Posted by: Montresor | December 29, 2005 11:14 PM | Report abuse

Good reporting Brian.
Am I wrong in concluding that the vast majority of Windows security exposoures have a common denominator--buffer overflow or unchecked buffer or invalid buffer....
If so, does that mean a Microsoft compiler design defect that facilitates these exploits along the seams of code. If so, we know there must unknown thousands more. An analogy would be building an SR-71 with most joints made of wood.

And whatever happened to the venerable
No-execute (NX), Data Execution Prevention (DEP), and execute disabled bit (XD) counter-measures? Were they just an illusion of vendor marketers?

Posted by: Spyaxe Victim | December 30, 2005 12:22 AM | Report abuse

"And whatever happened to the venerable No-execute (NX), Data Execution Prevention (DEP), and execute disabled bit (XD) counter-measures?"

You can turn DEP on in Windows XP SP2 via the System control panel. In theory it should mean buffer overflows cannot be exploited.

DEP causes some badly written programs to crash (the Nokia phone software crashed here, and I've read that some HP printer drivers also have problems) but you can add problematic programs to an exclusion list (or simply stop using them and demand a fix) while still maintaining security around other programs.

Posted by: Leo Davidson | December 30, 2005 6:33 AM | Report abuse

Two Points:
1) "Good reporting Brian". This is not "reporting", it's a blog that states the authors opinions. There is a huge difference between reporting, journalism and opinions found on blogs.

2)"Since the problem is out there and known, the best solution is to make it even more well-known" This is like letting the world know that a given banks alarm system is broken, and then, as the banks get robbed, pat yourself on the back for performing a public service.

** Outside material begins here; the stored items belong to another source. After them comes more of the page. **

use std::time::Duration;

use crate::{key_filter::KeyPolicy, watchdog::WatchdogSettings};

/// Configuration for a lockout event loop.
///
/// Settings are not persisted; build one at startup. The defaults are a two-second
/// pointer grace window, a five-minute session budget, and blocking of escape keys only.
#[derive(Debug, Clone, Copy, PartialEq, Eq)]
pub struct Config {
    pub watchdog: WatchdogSettings,
    /// Delay between deactivation and [`Notification::HideOverlay`](crate::lockout::Notification::HideOverlay),
    /// leaving room for the overlay's hide animation.
    pub hide_delay: Duration,
    pub key_policy: KeyPolicy,
}

impl Config {
    pub fn set_grace_window(mut self, grace_window: Duration) -> Self {
        self.watchdog.grace_window = grace_window;
        self
    }

    /// Sets the maximum session length, rounded down to whole seconds.
    pub fn set_session_budget(mut self, budget: Duration) -> Self {
        self.watchdog.session_budget_seconds = budget.as_secs().try_into().unwrap_or(u32::MAX);
        self
    }

    pub fn set_arm_delay(mut self, arm_delay: Duration) -> Self {
        self.watchdog.arm_delay = arm_delay;
        self
    }

    /// Sets how long the pointer has to keep moving to end the session. `None` disables it.
    pub fn set_exit_gesture(mut self, exit_gesture: Option<Duration>) -> Self {
        self.watchdog.exit_gesture = exit_gesture;
        self
    }

    /// Sets the longest pause between movements that keeps an exit gesture going.
    pub fn set_streak_timeout(mut self, streak_timeout: Duration) -> Self {
        self.watchdog.streak_timeout = streak_timeout;
        self
    }

    pub fn set_hide_delay(mut self, hide_delay: Duration) -> Self {
        self.hide_delay = hide_delay;
        self
    }

    pub fn set_key_policy(mut self, key_policy: KeyPolicy) -> Self {
        self.key_policy = key_policy;
        self
    }
}

impl Default for Config {
    fn default() -> Self {
        Self {
            watchdog: WatchdogSettings::default(),
            hide_delay: Duration::from_millis(100),
            key_policy: KeyPolicy::default(),
        }
    }
}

oh and one last thing that probably will mean very little to those leaving comments, but...
I work for a large company doing vendor audits for compliance. When we find security vendors who engage in this kind of practice, they're removed from the companies approved vendor list. It shows an overall disregard for the companies security and a lack of business maturity.

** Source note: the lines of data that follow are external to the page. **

#[cfg(windows)]
fn main() {
    use std::time::Duration;

    use cleaning_mode::{
        Config, LockoutState, Notification, console,
        key_filter::{KeyPolicy, LockdownScope},
    };

    colog::init();

    let config = Config::default()
        .set_session_budget(Duration::from_secs(30))
        .set_exit_gesture(None)
        .set_key_policy(KeyPolicy::default().set_scope(LockdownScope::AllKeys));

    let lockout = cleaning_mode::start(config).unwrap();
    console::shutdown_on_console_close(lockout.sender()).unwrap();
    lockout.set_active(true).unwrap();

    for notification in lockout.notifications().iter() {
        if notification == Notification::StateChanged(LockoutState::Idle) {
            break;
        }
    }

    lockout.shutdown().unwrap();
}

#[cfg(not(windows))]
fn main() {
    eprintln!("this demo only runs on Windows");
}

Posted by: Bob Campbell | December 30, 2005 7:38 AM | Report abuse

This damn OS ruined evrything, they cannot even block one Spyware through IE....Fcukk Microsoft.

Posted by: Microsoftuser | December 31, 2005 1:33 AM | Report abuse

It is surely a good point made by R. Finkelstein. Supposing a Microsoft employee (or a cabal) decided to use the Windows update mechanism to attack Windows computers en-masse? If they had the expertise - or even if there were a credible threat that they did - they might be in a position to hold nations to ransom.

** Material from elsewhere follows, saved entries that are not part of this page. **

//! Pointer-activity and session-length timeouts for an active lockout session.
//!
//! Two independent policies are composed here:
//!
//! - a short **grace window**, re-armed on every pointer movement, after which the pointer
//!   is reported as [`WatchdogEvent::Inactive`]. The overlay uses this to fade its movement
//!   indicator; it never ends the session by itself.
//! - a fixed **session budget**, counted down by [`InactivityWatchdog::tick`] once per
//!   second regardless of pointer activity. When it runs out the session is deactivated.
//!
//! Separately, moving the pointer for the exit-gesture duration ends the session early, so
//! the user can leave cleaning mode without a key. Any gap between movements longer than
//! the streak timeout starts the gesture over.

use std::time::{Duration, Instant};

/// Something the owner of the watchdog needs to act on.
#[derive(Debug, Clone, Copy, PartialEq, Eq)]
pub enum WatchdogEvent {
    /// The pointer started moving after a pause.
    PointerActive,
    /// The grace window elapsed without movement.
    Inactive,
    /// The pointer kept moving for the whole exit-gesture duration.
    ExitGesture,
    /// The session budget reached zero.
    BudgetExpired,
}

#[derive(Debug, Clone, Copy, PartialEq, Eq)]
pub struct WatchdogSettings {
    pub grace_window: Duration,
    pub session_budget_seconds: u32,
    /// Movement is ignored for this long after [`InactivityWatchdog::reset`].
    pub arm_delay: Duration,
    /// `None` disables the exit gesture.
    pub exit_gesture: Option<Duration>,
    /// Longest pause between movements that still counts toward the exit gesture.
    pub streak_timeout: Duration,
}

impl Default for WatchdogSettings {
    fn default() -> Self {
        Self {
            grace_window: Duration::from_secs(2),
            session_budget_seconds: 300,
            arm_delay: Duration::from_secs(1),
            exit_gesture: Some(Duration::from_secs(2)),
            streak_timeout: Duration::from_millis(500),
        }
    }
}

#[derive(Debug)]
pub struct InactivityWatchdog {
    settings: WatchdogSettings,
    armed_at: Instant,
    last_activity_at: Option<Instant>,
    grace_deadline: Option<Instant>,
    streak_started_at: Option<Instant>,
    remaining_seconds: u32,
    budget_expired: bool,
}

impl InactivityWatchdog {
    pub fn new(settings: WatchdogSettings, now: Instant) -> Self {
        Self {
            settings,
            armed_at: now + settings.arm_delay,
            last_activity_at: None,
            grace_deadline: None,
            streak_started_at: None,
            remaining_seconds: settings.session_budget_seconds,
            budget_expired: false,
        }
    }

    /// Reinitializes both timers. Called when a session starts or ends.
    pub fn reset(&mut self, now: Instant) {
        *self = Self::new(self.settings, now);
    }

    /// Records pointer movement at `now`.
    pub fn on_activity(&mut self, now: Instant) -> Option<WatchdogEvent> {
        if now < self.armed_at {
            return None;
        }

        let streak_timeout = self.settings.streak_timeout;
        if self
            .last_activity_at
            .is_some_and(|last| now.saturating_duration_since(last) > streak_timeout)
        {
            self.streak_started_at = None;
        }

        self.last_activity_at = Some(now);
        self.grace_deadline = Some(now + self.settings.grace_window);

        let Some(started) = self.streak_started_at else {
            self.streak_started_at = Some(now);
            return Some(WatchdogEvent::PointerActive);
        };

        match self.settings.exit_gesture {
            Some(gesture) if now.duration_since(started) >= gesture => {
                self.streak_started_at = None;
                self.grace_deadline = None;
                Some(WatchdogEvent::ExitGesture)
            }
            _ => None,
        }
    }

    /// Fires the grace timer if its deadline has passed.
    pub fn poll(&mut self, now: Instant) -> Option<WatchdogEvent> {
        match self.grace_deadline {
            Some(deadline) if now >= deadline => {
                self.grace_deadline = None;
                self.streak_started_at = None;
                Some(WatchdogEvent::Inactive)
            }
            _ => None,
        }
    }

    /// Counts one second off the session budget.
    pub fn tick(&mut self) -> Option<WatchdogEvent> {
        if self.budget_expired {
            return None;
        }

        self.remaining_seconds = self.remaining_seconds.saturating_sub(1);
        if self.remaining_seconds == 0 {
            self.budget_expired = true;
            return Some(WatchdogEvent::BudgetExpired);
        }
        None
    }

    pub fn remaining_seconds(&self) -> u32 {
        self.remaining_seconds
    }

    pub fn grace_deadline(&self) -> Option<Instant> {
        self.grace_deadline
    }

    pub fn last_activity_at(&self) -> Option<Instant> {
        self.last_activity_at
    }

    pub fn settings(&self) -> &WatchdogSettings {
        &self.settings
    }
}

/// Formats a countdown as `m:ss`, or `h:mm:ss` from one hour up.
pub fn format_countdown(seconds: u32) -> String {
    let hours = seconds / 3600;
    let minutes = (seconds % 3600) / 60;
    let secs = seconds % 60;

    if hours > 0 {
        format!("{hours}:{minutes:02}:{secs:02}")
    } else {
        format!("{minutes}:{secs:02}")
    }
}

On another topic altogether, it certainly is gross incompetence on the part of Microsoft that their system software has these vulnerabilities. The decision to use the primitive programming language C prevents the use of the IA-32's segmentation mechanism. Guess what? That mechanism provides a way to prevent data being executed, and has done since before the 80386 (back in 1987). In addition, almost any other language rather than C (and C++) has the ability to detect and prevent buffer overflow exploits. These are just two examples of a long, long litany of Microsoft's technical incompetence. Of course, all the Unixen suffer from the problems of C as well.

Posted by: Nick Roberts | January 1, 2006 12:54 AM | Report abuse

I don't know who does your email newsletter links (if its software, tell me what product to NEVER buy/use), but at least twice in as many months, the links have been skewed. This past Wednesday:
TechNews.com Daily Report Wednesday, Jan. 11, 2006
...the iPod link open the Unisys article.

Come on! Make the link person click their own work from now on...

Posted by: Me | January 16, 2006 5:08 PM | Report abuse

The comments to this entry are closed.